Portrait of Carl Friedrich Gauss
Carl Friedrich Gauss (1777–1855), portrait by Christian Albrecht Jensen (1840) — the Prince of Mathematicians. Wikimedia Commons, public domain

The missing planet, Ceres (1801)

On 1 January 1801, Giuseppe Piazzi of Palermo observed a faint moving object — the dwarf planet Ceres. He tracked it for 41 nights, after which Ceres approached the Sun and vanished in its glare. Astronomers held a handful of discordant measurements and a single question: where should one look for the planet when it re-emerged from behind the Sun?

Ceres photographed by the Dawn spacecraft
Ceres — the largest object in the asteroid belt, imaged by the Dawn spacecraft (2015). Its disappearance in 1801 spurred Gauss to refine the computation of orbits. NASA / JPL-Caltech / UCLA / MPS / DLR / IDA — public domain

Gauss, then twenty-four, undertook the task. Using his own methods — including the minimisation of the sum of squared errors for the redundant observations — he computed the orbit and indicated where to look. In December 1801, Franz von Zach and Heinrich Olbers recovered Ceres close to Gauss’s prediction. The success made him famous across Europe.

Theoria Motus (1809) and the priority dispute

In Theoria Motus Corporum Coelestium in Sectionibus Conicis Solem Ambientium (1809), Gauss presented the method together with a deep justification, and stated that he had used it since 1795 — long before Legendre’s publication. This ignited one of the most famous priority disputes in the history of science. In Davis’s standard 1857 English translation, Gauss writes:

Przykład
Gauss, 1809 (trans. Davis, 1857)
“Our principle, which we have made use of since the year 1795, has lately been published by Legendre in the work Nouvelles méthodes pour la détermination des orbites des comètes, Paris, 1806, where several other properties of this principle have been explained, which, for the sake of brevity, we here omit.”

The modern assessment is usually balanced:

  • Legendre was first to publish the method and to name it;
  • Gauss was first to use it (though without publishing) and — more importantly — first to explain why the squares are the right choice.
Uwaga
Independent discovery
At about the same time (1808), the American mathematician Robert Adrain (1775–1843) independently derived the law of error and the method of least squares. This is a frequent pattern in science — a multiple, simultaneous discovery of an idea whose time had come.

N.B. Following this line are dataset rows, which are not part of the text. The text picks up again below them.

//! Client for the lost-and-found intake assistant: conversation vocabulary,
//! message model, chat service transport, and the controller that owns a
//! conversation.

pub mod config;
pub mod errors;
pub mod models;
pub mod service;
pub mod steps;
pub mod transport;
pub mod view;

pub use config::ClientConfig;
pub use errors::{AppError, TransportError};
pub use models::{ChatMessage, ChatQueryResult, MessageRole};
pub use service::{ChatController, ChatPhase, ChatState, ControllerConfig};
pub use steps::{ChatIntent, ConversationStep, PROGRESS_ORDER};
pub use transport::{AuthContext, ChatTransport, HttpTransport};
pub use view::{ChatView, NoopView};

Gauss’s original reasoning

Gauss asked the question Legendre had not: why the sum of squares? He took as his starting point a principle that astronomers already applied:

Definicja
The postulate of the arithmetic mean
If the same quantity is measured repeatedly with independent errors, then the most probable value of that quantity is the arithmetic mean of the measurements.

His genius lay in reversing the question: instead of “what is the best value for a given law of error?”, Gauss asked — which law of error $\varphi(\varepsilon)$ makes the arithmetic mean the best value? The answer forces the shape of the error distribution, and that shape turns out to be the normal distribution.

Postulatemean = best valueLaw of errornormal distributionMethodleast squares
Gauss’s reverse reasoning. He does not assume the normal distribution — he derives it from the universally accepted postulate of the mean, and from it least squares follows.
Proof
The postulate of the mean implies the normal law (Gauss, 1809)
  1. Setup. Let $M_1,\dots,M_n$ be $n$ independent measurements of a quantity $\mu$; the error $\varepsilon_i = M_i - \mu$ has an unknown, symmetric density $\varphi(\varepsilon)$. The likelihood is $$ \Omega(\mu) = \varphi(M_1-\mu)\cdots\varphi(M_n-\mu). $$
  2. First-order condition. From $\frac{d}{d\mu}\log\Omega = 0$, writing $f := (\log\varphi)' = \varphi'/\varphi$: $$ \sum_{i=1}^n f(M_i-\hat\mu) = 0. $$
  3. Impose the postulate. Require $\hat\mu = \bar M$ for every sample. Then $\sum_i(M_i-\bar M)=0$, so the condition reads $\sum_i f(\varepsilon_i)=0$ whenever $\sum_i \varepsilon_i = 0$.
  4. This forces linearity. For the configuration $\varepsilon_1=(n-1)t,\ \varepsilon_2=\dots=\varepsilon_n=-t$ (which sums to zero) and odd $f$, one obtains $f((n-1)t)=(n-1)f(t)$ for all $t,n$ — hence $f(\varepsilon)=k\varepsilon$.
  5. Integrate. $(\log\varphi)'=k\varepsilon \Rightarrow \varphi(\varepsilon)=C\,e^{k\varepsilon^2/2}$.
  6. Density condition. For $\varphi$ to be an integrable density, $k<0$; writing $k=-2h^2$: $$ \boxed{\;\varphi(\varepsilon) = \frac{h}{\sqrt{\pi}}\,e^{-h^2\varepsilon^2}\;} $$ This is the normal distribution; $h$ is Gauss's *measure of precision* ($\textit{Genauigkeit}$). Hence its name — the Gaussian distribution.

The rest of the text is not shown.